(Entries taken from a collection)
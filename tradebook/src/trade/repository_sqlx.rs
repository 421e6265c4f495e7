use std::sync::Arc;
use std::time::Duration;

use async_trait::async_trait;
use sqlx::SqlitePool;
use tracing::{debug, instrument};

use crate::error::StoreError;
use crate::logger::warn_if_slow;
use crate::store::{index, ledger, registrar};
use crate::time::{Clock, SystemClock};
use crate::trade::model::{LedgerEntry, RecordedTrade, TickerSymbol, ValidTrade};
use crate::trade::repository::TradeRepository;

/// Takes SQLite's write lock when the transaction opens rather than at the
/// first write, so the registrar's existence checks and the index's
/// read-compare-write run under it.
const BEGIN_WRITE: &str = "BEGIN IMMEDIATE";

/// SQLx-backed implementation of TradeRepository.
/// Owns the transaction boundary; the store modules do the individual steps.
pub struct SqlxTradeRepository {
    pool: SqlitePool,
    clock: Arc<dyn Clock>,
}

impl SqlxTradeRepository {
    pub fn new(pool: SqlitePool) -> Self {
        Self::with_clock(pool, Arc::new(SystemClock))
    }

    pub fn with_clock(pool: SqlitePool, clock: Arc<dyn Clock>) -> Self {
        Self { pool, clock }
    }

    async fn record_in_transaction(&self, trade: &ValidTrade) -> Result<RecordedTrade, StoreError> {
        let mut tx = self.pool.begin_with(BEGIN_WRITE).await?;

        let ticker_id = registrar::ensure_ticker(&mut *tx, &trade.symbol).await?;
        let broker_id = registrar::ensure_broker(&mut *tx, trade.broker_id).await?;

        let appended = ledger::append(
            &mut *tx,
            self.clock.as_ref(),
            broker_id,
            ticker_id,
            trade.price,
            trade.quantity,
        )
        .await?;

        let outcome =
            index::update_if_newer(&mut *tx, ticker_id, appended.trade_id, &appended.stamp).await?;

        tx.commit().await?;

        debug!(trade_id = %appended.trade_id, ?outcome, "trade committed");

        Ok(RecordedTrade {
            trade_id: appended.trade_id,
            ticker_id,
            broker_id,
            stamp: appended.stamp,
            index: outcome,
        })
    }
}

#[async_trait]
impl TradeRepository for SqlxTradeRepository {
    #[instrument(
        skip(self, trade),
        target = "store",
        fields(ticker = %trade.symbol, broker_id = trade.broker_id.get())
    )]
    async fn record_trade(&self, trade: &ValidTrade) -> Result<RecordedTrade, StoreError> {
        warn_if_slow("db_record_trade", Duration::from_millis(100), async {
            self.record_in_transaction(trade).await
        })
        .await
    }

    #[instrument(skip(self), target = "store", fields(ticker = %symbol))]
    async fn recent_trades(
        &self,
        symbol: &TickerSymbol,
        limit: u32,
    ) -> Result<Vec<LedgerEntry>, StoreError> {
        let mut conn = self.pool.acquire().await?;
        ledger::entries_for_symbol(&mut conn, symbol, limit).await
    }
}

→ **Problem**:
The line with "let mut conn" and every line after it up to the end of the entries: output those exactly, and only those.

→ **Solution to the exercise**:
        let mut conn = self.pool.acquire().await?;
        ledger::entries_for_symbol(&mut conn, symbol, limit).await
    }
}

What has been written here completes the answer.